**EXERCISE PROMPT**
Scan the entries below and extract each line with the word "BarChart" in it.

**SUPPLIED INFORMATION**
· · · ·

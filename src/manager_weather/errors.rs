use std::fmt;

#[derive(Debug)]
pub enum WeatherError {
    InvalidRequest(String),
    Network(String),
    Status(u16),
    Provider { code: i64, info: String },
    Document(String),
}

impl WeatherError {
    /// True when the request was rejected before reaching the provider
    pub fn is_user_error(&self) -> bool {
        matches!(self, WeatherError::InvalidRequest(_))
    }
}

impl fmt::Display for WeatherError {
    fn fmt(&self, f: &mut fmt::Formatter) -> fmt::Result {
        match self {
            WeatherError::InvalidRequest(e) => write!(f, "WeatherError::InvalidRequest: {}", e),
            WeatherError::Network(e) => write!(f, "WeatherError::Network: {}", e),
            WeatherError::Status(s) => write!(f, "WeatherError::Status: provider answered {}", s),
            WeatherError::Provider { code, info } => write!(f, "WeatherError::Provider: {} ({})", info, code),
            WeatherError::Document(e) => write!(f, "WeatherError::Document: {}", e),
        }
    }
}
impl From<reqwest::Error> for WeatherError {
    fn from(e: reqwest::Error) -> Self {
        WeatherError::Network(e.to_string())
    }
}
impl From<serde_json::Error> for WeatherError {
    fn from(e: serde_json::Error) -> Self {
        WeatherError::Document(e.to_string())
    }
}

· · · ·

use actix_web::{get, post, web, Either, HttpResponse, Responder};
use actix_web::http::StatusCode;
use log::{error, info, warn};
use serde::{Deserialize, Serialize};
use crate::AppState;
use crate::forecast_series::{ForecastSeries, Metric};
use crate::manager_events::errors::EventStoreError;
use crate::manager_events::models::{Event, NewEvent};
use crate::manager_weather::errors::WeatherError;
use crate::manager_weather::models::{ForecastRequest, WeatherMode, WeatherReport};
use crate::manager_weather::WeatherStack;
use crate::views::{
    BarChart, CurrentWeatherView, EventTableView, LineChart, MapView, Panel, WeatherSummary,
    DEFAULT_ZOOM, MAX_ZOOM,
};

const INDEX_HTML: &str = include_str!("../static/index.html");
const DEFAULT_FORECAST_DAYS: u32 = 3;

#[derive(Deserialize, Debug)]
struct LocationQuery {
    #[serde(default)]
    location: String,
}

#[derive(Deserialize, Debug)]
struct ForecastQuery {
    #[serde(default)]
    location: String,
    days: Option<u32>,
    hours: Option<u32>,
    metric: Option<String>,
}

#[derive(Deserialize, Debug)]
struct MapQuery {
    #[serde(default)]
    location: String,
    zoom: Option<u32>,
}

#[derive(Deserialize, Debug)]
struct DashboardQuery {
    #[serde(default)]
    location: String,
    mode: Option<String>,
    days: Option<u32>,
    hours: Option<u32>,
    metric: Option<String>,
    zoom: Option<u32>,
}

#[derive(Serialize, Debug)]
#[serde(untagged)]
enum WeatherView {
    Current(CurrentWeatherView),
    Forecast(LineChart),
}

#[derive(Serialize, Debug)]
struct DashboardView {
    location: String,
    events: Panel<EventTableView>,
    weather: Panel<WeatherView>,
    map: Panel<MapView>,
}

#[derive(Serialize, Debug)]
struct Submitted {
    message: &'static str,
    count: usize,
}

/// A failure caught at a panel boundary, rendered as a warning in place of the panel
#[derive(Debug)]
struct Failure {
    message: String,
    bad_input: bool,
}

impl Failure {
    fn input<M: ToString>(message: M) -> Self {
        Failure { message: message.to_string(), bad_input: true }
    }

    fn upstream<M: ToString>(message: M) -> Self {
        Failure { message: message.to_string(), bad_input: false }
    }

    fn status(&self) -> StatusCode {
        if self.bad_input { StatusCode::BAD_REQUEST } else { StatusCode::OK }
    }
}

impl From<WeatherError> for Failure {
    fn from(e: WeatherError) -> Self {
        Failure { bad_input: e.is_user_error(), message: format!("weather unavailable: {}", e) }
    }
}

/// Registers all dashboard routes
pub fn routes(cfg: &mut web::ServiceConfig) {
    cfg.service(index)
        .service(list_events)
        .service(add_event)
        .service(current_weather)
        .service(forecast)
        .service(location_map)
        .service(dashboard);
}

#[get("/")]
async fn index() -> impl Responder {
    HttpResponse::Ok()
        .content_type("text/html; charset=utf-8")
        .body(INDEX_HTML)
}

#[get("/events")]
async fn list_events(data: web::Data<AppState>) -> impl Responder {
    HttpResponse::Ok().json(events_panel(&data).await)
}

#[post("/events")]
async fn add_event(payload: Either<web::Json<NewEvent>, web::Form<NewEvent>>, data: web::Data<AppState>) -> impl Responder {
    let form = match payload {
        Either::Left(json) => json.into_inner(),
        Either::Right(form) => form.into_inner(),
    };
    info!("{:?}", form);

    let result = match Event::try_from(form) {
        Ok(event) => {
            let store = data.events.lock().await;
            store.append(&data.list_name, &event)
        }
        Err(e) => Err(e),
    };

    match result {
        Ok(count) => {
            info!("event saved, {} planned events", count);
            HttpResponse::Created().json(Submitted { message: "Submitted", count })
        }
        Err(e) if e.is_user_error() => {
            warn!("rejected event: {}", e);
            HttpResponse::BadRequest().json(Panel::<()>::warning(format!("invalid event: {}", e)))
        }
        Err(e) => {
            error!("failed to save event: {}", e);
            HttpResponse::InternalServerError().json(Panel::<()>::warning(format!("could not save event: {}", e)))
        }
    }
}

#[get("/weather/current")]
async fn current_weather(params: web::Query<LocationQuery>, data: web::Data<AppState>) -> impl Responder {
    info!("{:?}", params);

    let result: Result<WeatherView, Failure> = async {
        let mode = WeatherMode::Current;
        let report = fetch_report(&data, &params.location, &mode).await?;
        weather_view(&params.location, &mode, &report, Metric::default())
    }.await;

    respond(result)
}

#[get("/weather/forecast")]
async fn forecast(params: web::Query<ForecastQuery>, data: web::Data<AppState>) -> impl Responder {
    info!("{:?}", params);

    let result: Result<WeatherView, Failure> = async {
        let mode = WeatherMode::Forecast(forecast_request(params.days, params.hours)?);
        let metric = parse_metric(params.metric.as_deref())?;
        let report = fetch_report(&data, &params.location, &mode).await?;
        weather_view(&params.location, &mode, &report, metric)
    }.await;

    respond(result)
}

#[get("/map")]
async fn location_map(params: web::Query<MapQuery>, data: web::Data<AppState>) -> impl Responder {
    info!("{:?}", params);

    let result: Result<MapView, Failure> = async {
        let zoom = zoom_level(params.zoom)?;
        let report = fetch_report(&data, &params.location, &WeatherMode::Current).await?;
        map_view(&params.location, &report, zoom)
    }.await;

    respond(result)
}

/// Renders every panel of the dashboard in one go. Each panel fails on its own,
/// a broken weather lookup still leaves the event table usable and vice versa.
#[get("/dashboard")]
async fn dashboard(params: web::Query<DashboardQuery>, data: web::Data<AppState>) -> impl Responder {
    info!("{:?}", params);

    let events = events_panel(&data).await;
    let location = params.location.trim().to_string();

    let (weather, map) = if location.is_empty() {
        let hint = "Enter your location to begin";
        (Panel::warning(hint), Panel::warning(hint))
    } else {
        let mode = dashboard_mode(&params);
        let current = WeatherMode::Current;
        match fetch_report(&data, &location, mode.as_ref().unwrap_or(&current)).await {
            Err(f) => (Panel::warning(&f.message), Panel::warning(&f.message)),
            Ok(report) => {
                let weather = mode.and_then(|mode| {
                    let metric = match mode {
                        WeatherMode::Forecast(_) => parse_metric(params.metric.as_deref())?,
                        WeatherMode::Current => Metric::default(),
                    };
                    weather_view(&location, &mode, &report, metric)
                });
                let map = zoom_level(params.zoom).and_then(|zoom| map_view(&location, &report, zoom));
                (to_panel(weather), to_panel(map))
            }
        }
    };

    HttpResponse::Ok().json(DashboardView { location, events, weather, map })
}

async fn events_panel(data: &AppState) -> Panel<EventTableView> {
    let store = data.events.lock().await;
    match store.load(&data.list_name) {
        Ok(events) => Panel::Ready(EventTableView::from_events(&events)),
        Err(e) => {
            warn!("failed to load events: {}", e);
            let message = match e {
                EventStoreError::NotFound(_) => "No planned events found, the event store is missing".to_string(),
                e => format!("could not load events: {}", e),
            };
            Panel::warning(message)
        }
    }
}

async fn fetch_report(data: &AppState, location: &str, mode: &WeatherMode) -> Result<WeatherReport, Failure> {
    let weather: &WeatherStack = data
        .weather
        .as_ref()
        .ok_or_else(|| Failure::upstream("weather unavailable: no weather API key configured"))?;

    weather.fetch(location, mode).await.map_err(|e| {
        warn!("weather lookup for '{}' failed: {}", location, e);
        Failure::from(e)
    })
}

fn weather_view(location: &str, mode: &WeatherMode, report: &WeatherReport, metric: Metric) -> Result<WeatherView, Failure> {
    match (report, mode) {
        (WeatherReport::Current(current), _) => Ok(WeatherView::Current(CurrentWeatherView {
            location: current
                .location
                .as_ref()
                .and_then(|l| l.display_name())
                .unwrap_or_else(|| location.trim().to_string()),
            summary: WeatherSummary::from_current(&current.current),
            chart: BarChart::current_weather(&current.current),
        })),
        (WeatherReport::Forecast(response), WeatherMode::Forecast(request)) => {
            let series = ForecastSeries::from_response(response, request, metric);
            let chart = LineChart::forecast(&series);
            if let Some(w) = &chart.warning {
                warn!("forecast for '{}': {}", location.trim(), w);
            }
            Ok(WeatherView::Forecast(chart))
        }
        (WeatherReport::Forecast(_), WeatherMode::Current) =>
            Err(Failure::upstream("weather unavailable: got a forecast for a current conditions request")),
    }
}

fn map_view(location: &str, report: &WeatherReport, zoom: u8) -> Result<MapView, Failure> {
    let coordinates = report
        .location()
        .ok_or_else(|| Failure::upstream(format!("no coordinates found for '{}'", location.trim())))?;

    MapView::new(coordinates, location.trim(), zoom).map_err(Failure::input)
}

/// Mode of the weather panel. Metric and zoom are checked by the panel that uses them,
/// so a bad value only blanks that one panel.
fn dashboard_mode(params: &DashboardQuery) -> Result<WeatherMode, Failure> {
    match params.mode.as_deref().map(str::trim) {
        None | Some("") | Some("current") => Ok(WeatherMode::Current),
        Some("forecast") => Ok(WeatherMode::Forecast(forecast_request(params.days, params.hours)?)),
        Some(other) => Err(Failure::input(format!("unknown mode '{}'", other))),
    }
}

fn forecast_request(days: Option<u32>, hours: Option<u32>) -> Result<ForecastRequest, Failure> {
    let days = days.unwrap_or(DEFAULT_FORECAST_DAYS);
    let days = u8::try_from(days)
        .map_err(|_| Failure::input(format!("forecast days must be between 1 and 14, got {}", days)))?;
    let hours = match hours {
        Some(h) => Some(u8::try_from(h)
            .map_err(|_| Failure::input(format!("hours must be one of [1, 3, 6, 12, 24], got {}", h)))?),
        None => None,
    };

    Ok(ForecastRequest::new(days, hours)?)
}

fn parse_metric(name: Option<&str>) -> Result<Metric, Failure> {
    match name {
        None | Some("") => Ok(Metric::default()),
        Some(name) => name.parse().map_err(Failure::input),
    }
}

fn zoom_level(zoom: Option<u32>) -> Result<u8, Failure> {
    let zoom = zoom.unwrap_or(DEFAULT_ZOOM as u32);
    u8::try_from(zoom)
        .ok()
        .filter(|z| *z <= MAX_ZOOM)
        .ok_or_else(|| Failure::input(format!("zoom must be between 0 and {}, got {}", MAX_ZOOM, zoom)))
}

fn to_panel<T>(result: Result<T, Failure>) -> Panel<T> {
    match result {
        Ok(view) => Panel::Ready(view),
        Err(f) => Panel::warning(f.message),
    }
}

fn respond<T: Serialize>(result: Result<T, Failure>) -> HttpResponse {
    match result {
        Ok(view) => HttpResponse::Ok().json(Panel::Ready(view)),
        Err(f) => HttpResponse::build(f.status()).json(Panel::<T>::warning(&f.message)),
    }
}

· · · ·

**RESPONSE AREA**
    BarChart, CurrentWeatherView, EventTableView, LineChart, MapView, Panel, WeatherSummary,
            chart: BarChart::current_weather(&current.current),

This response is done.